SCENE_01
Le courrier du mois posé entre deux tasses
Tu ouvres le relevé bancaire à la table de la cuisine, juste avant de ranger les assiettes. Une ligne sur les dépenses, un autre rappel pour le prêt, et la phrase revient avec une netteté agaçante : « Eux, ils ont eu de l'aide pour l'apport, pas nous ». Ce n’est pas seulement une remarque sur de l’argent. C’est l’impression, immédiate, qu’un départ plus facile leur a donné une maison que tu dois maintenant porter à bout de bras.
SCENE_02
Le compte invisible que tu refais en silence
À partir de là, tout se mélange : la taille de leur salon, les anniversaires plus larges, les vacances qui ont l’air simples, les choix que tu appelles prudents parce qu’ils ont coûté.
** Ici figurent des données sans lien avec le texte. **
use async_trait::async_trait;
use solana_sdk::pubkey::Pubkey;
use solana_sdk::signature::{Keypair, Signer};
use solana_sdk::transaction::Transaction;

use crate::error::{Result, VotingClientError};

/// Whoever pays for and signs a transaction. Signing may involve a human, so it is
/// asynchronous and may be declined.
#[async_trait]
pub trait WalletSigner: Send + Sync {
    fn pubkey(&self) -> Pubkey;

    /// Signs a transaction whose fee payer and recent blockhash are already set.
    async fn sign_transaction(&self, transaction: Transaction) -> Result<Transaction>;
}

#[async_trait]
impl WalletSigner for Keypair {
    fn pubkey(&self) -> Pubkey {
        Signer::pubkey(self)
    }

    async fn sign_transaction(&self, mut transaction: Transaction) -> Result<Transaction> {
        let blockhash = transaction.message.recent_blockhash;
        transaction
            .try_sign(&[self], blockhash)
            .map_err(|err| VotingClientError::SigningRejected(err.to_string()))?;
        Ok(transaction)
    }
}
Tu compares sans le dire, puis tu te reproches de comparer. Et ton enfant finit pris dans cette addition muette, comme si chaque étape de votre vie devait prouver que votre route valait autant que la leur.
SCENE_03
L’écart n’est pas une faute, c’est un départ différent
Le fait plus juste, c’est qu’un coup de pouce au départ n’écrit pas la valeur d’une famille, ni celle d’un enfant, ni celle de la maison que tu construis maintenant. Tu n’as pas à transformer chaque différence en verdict. Tu peux regarder le relevé, nommer l’histoire qu’il réveille, puis écrire une phrase plus exacte : leur aide n’efface pas notre chemin.